• _Work to complete_
In the following material, identify every line holding the string "HashSet" and return it.

◇ ◇ ◇

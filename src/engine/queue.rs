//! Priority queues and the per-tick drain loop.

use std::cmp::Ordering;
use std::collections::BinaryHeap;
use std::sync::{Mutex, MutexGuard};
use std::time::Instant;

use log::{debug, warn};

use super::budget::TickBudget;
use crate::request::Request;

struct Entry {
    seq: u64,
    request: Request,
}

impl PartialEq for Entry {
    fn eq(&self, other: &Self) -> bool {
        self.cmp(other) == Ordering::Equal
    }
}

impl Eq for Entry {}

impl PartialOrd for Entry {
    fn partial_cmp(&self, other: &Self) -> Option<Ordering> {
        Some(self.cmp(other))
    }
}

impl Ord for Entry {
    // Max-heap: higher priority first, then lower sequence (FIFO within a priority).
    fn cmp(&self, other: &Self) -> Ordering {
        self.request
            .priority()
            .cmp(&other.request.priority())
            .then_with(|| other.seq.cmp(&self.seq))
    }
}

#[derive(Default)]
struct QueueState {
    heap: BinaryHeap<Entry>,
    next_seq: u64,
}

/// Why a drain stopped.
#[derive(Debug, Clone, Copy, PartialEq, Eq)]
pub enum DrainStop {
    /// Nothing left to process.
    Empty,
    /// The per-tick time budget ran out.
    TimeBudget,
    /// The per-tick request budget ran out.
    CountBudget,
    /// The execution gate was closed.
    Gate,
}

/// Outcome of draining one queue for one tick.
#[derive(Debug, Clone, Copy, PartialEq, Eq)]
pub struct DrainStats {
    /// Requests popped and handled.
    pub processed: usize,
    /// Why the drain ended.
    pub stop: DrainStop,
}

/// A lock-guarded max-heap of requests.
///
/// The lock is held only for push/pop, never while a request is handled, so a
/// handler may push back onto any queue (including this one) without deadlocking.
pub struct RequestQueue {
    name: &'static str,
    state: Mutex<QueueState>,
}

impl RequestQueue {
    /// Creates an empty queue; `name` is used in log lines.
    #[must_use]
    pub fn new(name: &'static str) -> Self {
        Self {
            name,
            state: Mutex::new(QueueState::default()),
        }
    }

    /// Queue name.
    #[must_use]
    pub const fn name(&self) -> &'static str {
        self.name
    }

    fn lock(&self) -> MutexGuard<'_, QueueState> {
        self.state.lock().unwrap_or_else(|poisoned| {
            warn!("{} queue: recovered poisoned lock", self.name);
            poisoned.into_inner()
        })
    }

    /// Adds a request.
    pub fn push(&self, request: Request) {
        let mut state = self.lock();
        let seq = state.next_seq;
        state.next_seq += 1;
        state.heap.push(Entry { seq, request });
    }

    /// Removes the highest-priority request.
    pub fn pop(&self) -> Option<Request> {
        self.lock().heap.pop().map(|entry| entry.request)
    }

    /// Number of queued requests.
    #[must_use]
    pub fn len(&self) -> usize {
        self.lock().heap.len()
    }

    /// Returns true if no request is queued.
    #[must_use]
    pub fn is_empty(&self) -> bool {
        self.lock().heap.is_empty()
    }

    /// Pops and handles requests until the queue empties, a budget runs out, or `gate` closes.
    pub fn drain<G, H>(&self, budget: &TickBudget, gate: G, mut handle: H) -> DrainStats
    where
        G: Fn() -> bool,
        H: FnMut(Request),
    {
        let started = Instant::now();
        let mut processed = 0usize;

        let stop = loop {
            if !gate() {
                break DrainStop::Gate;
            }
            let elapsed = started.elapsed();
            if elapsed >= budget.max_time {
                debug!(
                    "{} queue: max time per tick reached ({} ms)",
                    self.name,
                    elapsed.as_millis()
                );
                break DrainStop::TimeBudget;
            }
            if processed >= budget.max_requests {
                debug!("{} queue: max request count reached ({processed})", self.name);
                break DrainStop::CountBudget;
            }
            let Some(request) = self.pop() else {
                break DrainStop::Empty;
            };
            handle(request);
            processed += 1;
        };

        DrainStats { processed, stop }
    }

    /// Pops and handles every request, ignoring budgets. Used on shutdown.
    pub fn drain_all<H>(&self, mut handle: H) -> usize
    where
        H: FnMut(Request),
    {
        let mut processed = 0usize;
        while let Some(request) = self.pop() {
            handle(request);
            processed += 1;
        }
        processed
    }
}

◇ ◇ ◇

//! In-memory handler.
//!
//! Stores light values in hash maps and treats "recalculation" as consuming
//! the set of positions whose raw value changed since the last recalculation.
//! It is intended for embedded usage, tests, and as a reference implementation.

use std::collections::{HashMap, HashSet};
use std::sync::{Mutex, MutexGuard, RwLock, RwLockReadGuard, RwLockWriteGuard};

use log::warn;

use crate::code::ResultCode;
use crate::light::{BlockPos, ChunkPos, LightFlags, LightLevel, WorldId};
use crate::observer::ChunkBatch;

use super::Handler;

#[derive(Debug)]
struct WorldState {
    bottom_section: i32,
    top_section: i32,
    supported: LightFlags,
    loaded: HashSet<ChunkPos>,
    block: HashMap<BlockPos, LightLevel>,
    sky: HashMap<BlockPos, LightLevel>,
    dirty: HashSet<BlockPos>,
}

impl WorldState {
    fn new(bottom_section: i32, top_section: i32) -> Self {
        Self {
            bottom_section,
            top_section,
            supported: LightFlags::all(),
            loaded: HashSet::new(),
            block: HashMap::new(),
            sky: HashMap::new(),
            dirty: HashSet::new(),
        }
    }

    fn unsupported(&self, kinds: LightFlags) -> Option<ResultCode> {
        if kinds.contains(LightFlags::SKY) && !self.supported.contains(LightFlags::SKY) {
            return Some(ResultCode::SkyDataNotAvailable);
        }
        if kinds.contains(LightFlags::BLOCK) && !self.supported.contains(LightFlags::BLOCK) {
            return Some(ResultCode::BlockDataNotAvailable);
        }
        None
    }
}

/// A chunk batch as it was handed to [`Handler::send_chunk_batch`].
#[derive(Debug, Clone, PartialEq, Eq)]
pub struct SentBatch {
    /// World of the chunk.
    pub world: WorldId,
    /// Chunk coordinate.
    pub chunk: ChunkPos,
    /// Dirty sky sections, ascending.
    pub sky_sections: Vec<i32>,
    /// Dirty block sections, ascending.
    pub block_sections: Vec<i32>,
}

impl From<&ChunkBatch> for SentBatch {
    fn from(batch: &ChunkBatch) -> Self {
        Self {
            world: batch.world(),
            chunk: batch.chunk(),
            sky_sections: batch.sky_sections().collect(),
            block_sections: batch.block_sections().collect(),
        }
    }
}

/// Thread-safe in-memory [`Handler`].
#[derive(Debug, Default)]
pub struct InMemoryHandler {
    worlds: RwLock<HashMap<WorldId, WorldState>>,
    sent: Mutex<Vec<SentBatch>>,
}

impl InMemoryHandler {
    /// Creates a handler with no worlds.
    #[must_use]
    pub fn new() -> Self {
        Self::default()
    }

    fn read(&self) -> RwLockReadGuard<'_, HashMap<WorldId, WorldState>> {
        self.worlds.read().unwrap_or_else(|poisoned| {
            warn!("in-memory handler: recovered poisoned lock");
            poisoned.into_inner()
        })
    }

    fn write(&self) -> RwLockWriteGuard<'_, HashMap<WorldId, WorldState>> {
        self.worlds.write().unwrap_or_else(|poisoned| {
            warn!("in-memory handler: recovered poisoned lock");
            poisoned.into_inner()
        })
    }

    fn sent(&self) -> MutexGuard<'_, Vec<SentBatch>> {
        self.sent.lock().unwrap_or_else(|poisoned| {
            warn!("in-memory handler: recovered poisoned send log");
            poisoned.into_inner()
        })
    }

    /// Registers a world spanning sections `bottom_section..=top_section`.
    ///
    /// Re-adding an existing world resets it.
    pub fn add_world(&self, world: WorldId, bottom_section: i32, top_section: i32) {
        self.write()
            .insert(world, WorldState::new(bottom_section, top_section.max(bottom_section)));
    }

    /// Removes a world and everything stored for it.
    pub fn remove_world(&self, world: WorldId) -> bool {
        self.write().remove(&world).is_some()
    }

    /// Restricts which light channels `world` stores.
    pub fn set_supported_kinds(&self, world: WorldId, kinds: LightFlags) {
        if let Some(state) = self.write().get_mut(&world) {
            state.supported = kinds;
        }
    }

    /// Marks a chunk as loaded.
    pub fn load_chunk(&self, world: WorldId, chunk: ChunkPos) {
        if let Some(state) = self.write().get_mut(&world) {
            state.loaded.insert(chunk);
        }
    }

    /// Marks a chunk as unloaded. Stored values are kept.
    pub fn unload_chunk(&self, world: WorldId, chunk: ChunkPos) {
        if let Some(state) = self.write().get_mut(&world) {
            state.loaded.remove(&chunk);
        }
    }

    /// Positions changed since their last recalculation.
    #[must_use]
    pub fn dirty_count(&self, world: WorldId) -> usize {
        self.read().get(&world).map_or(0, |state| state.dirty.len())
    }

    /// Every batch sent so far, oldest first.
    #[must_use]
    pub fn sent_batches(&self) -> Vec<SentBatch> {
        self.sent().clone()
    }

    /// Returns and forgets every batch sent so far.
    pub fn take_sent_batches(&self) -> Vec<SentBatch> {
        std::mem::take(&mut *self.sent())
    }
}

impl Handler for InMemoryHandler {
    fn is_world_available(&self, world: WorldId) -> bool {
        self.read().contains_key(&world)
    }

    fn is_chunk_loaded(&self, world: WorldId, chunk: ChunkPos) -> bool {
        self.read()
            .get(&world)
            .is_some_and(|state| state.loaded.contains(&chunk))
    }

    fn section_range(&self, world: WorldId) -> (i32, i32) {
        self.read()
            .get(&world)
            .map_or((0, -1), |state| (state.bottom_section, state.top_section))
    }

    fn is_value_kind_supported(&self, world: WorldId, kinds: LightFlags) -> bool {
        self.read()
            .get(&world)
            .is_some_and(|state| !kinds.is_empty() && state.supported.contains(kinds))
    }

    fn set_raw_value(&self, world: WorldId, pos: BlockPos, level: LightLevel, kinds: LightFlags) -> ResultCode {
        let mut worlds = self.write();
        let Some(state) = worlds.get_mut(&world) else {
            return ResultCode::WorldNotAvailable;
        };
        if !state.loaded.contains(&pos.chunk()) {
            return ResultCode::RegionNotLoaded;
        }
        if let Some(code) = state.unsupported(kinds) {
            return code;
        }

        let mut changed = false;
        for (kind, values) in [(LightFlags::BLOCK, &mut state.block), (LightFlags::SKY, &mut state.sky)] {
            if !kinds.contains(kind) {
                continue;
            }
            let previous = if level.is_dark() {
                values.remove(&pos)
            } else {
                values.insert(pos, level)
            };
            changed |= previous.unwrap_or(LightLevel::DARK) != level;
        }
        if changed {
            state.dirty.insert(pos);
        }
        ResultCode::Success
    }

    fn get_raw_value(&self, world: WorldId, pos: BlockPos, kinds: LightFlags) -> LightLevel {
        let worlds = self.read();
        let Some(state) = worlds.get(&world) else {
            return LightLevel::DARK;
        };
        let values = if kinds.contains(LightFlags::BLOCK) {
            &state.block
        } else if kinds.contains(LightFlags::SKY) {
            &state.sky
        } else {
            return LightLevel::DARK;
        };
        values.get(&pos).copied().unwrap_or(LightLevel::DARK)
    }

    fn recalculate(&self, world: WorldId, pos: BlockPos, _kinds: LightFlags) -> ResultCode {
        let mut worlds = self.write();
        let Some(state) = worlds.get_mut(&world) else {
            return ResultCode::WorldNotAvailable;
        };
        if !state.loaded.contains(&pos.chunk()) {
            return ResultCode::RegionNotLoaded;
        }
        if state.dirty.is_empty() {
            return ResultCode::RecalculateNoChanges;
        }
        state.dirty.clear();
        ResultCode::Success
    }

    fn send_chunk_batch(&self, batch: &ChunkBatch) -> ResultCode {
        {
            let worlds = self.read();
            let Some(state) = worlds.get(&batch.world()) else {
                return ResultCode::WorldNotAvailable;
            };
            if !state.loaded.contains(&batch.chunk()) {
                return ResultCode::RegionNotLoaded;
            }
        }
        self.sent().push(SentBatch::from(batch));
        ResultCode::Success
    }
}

◇ ◇ ◇

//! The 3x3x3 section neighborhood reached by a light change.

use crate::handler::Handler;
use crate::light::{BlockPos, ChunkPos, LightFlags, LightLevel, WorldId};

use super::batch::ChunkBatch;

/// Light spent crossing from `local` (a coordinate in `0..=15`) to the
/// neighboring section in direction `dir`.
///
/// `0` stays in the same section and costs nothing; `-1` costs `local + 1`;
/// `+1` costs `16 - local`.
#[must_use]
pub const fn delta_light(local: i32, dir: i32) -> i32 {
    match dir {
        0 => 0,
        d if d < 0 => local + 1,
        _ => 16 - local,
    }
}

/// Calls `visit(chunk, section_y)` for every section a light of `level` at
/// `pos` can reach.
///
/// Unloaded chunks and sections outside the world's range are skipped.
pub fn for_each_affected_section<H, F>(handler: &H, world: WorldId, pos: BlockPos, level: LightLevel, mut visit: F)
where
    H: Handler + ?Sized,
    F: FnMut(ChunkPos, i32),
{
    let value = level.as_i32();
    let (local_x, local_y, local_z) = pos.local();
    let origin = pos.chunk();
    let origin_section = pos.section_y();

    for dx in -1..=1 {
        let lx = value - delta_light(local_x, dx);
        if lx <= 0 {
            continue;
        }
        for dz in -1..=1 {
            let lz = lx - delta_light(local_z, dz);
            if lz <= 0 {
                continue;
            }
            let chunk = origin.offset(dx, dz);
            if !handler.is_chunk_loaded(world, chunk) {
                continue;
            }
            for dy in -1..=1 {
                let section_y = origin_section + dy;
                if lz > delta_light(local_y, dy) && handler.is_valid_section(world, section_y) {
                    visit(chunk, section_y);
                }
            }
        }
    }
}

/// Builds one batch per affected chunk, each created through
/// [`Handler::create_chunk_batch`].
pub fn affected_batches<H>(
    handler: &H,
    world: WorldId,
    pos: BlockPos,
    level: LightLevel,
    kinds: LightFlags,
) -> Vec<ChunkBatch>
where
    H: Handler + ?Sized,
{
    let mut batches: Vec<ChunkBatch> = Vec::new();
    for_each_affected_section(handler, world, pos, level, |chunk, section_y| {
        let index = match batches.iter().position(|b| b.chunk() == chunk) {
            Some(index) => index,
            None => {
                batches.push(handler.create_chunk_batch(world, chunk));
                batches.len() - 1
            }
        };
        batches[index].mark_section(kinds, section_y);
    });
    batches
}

◇ ◇ ◇

• _Exercise response_
use std::collections::{HashMap, HashSet};
    loaded: HashSet<ChunkPos>,
    dirty: HashSet<BlockPos>,
            loaded: HashSet::new(),
            dirty: HashSet::new(),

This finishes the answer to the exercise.